Doch lässt sich S Ori 70 deshalb schon zu den Braunen Zwergen und damit zu den Sternen zählen? Dieser Frage gingen Maria Rosa Zapatero Osario und Eduardo Martin von der University of Hawaii in Manoa jetzt näher auf den Grund, wobei sie das Objekt noch einmal mit dem Keck II-Teleskop auf Hawaiii unter die Lupe nahmen [2].Zunächst einmal versuchten sie herauszufinden, ob der Himmelskörper nicht vielleicht doch um einen fernen Zentralstern kreist.

Tatsächlich fanden die Forscher in der unmittelbaren Nachbarschaft im Abstand von etwa ein bis drei Lichtjahren einen weiteren Stern, sowie drei Braune Zwerge und sogar ein System, das aus fünf Sternen besteht, welche alle um ein gemeinsames Zentrum kreisen. Theoretisch könnten S Ori 70 trotz der großen Entfernungen zu einem dieser Objekte gehören. Doch das erscheint den Wissenschaftlern aufgrund der Tatsache, dass die mittlere Entfernung zweier Sterne in diesem Cluster etwa ebenso groß ist, und aufgrund der wahrscheinlich instabilen Verhältnisse im fünffachen Sternensystem doch eher unwahrscheinlich.

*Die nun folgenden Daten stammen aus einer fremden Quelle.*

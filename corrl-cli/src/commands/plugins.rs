use anyhow::Result;
use clap::Args;

use corrl_core::query;

use super::GlobalArgs;

#[derive(Args, Debug)]
pub struct PluginsArgs {}

impl PluginsArgs {
    pub fn run(self, global: &GlobalArgs) -> Result<()> {
        let (_, gateway) = global.gateway()?;
        super::print(&query::techspaces(&gateway)?);
        Ok(())
    }
}
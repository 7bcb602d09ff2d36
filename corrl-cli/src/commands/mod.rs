pub mod apply;
pub mod get;
pub mod info;
pub mod install;
pub mod list;
pub mod plugins;
pub mod schema;
pub mod service;

use std::path::PathBuf;

use anyhow::{Context, Result};
use clap::Args;
use colored::Colorize;

use corrl_client::{Environment, HttpGateway, Overrides, Settings};
use corrl_core::Outcome;

/// Options accepted by every command.
#[derive(Args, Debug, Clone, Default)]
pub struct GlobalArgs {
    /// CorrLang installation directory [default: $CORRLANG_HOME or ~/.corrlang].
    #[arg(short = 'H', long, global = true, value_name = "DIR")]
    pub home: Option<PathBuf>,

    /// Port of the CorrLang core service [default: $CORRLANG_PORT, <home>/PORT or 6969].
    #[arg(short = 'P', long, global = true)]
    pub port: Option<u16>,

    /// Java installation used to launch the service [default: $CORRLANG_JAVA or $JAVA_HOME].
    #[arg(short = 'J', long = "java-home", global = true, value_name = "DIR")]
    pub java_home: Option<PathBuf>,
}

impl GlobalArgs {
    pub fn settings(&self) -> Result<Settings> {
        let overrides = Overrides {
            home: self.home.clone(),
            port: self.port,
            java_home: self.java_home.clone(),
        };
        Settings::resolve(&overrides, &Environment::from_process())
            .context("failed to resolve CorrLang settings")
    }

    pub fn gateway(&self) -> Result<(Settings, HttpGateway)> {
        let settings = self.settings()?;
        let gateway = HttpGateway::localhost(settings.port);
        Ok((settings, gateway))
    }
}

/// `-p` defaults to the current working directory, as a string.
pub fn project_or_cwd(project: Option<String>) -> Result<String> {
    match project {
        Some(project) => Ok(project),
        None => {
            let cwd = std::env::current_dir().context("could not determine working directory")?;
            Ok(cwd.display().to_string())
        }
    }
}

/// Prints an outcome to stdout, highlighting the service state.
pub fn print(outcome: &Outcome) {
    let text = outcome.to_string();
    let text = match outcome {
        Outcome::ServiceStatus(status) if status.running() => {
            text.replacen("RUNNING", &"RUNNING".green().bold().to_string(), 1)
        }
        Outcome::ServiceStatus(_) => {
            text.replacen("OFFLINE", &"OFFLINE".red().bold().to_string(), 1)
        }
        _ => text,
    };
    println!("{text}");
}
use crate::persona::{Mode, Mood, SidebarSettings, Topic};
use crate::ui::style as ui;
use anyhow::Result;
use dialoguer::{MultiSelect, Select};
use strum::IntoEnumIterator;

/// The "Quack Menu" settings panel.
pub fn run(settings: &mut SidebarSettings) -> Result<()> {
    println!();
    println!("  {}", ui::header("Quack Menu"));

    let moods: Vec<Mood> = Mood::iter().collect();
    let mood_names: Vec<String> = moods.iter().map(ToString::to_string).collect();
    let mood = Select::new()
        .with_prompt("Mr. Quack's Mood")
        .items(&mood_names)
        .default(moods.iter().position(|m| *m == settings.mood).unwrap_or(0))
        .interact()?;

    let modes: Vec<Mode> = Mode::iter().collect();
    let mode_names: Vec<String> = modes.iter().map(ToString::to_string).collect();
    let mode = Select::new()
        .with_prompt("Mode")
        .items(&mode_names)
        .default(modes.iter().position(|m| *m == settings.mode).unwrap_or(0))
        .interact()?;

    let topics: Vec<Topic> = Topic::iter().collect();
    let topic_names: Vec<String> = topics.iter().map(ToString::to_string).collect();
    let checked: Vec<bool> = topics.iter().map(|t| settings.topics.contains(t)).collect();
    let picked = MultiSelect::new()
        .with_prompt("Topics (space to toggle)")
        .items(&topic_names)
        .defaults(&checked)
        .interact()?;

    settings.mood = moods[mood];
    settings.mode = modes[mode];
    settings.topics = picked.into_iter().map(|i| topics[i]).collect();

    println!("  {} {}", ui::success("✓"), ui::dim(settings.persona()));
    Ok(())
}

Es gibt allerdings noch die Möglichkeit, dass der Himmelskörper vielleicht irgendwann einmal ein Teil eines Planetensystems gewesen ist und dann aufgrund von Störungen der Planetenbahn – zum Beispiel durch einen nahe vorbeiziehenden Stern – herauskatapultiert wurde.

Doch solche Ereignisse passieren meist nur früh in der Geschichte eines Sternenhaufens, wenn die Sterne sehr dicht beieinander liegen. Das heißt, wenn S Ori 70 tatsächlich ein verstoßener Planet sein sollte, dann zieht er vermutlich schon den größten Teils seines Lebens einsam in diesem Orionsternhaufen herum.

Vagabundierender Planet oder gescheiterter extrem kleiner Stern? Diese Frage lässt sich also nicht mit zufriedenstellender Sicherheit beantworten – noch nicht. Erst weitere Beobachtungen werden zeigen, wie häufig, und vor allem, wo solche Objekte vorkommen. Vielleicht lässt sich dann auch eine Aussage darüber treffen, ob die Trennlinie zwischen Sternen und Planeten wirklich so starr ist, wie bisher angenommen, oder ob der Übergang vielleicht doch fließend ist.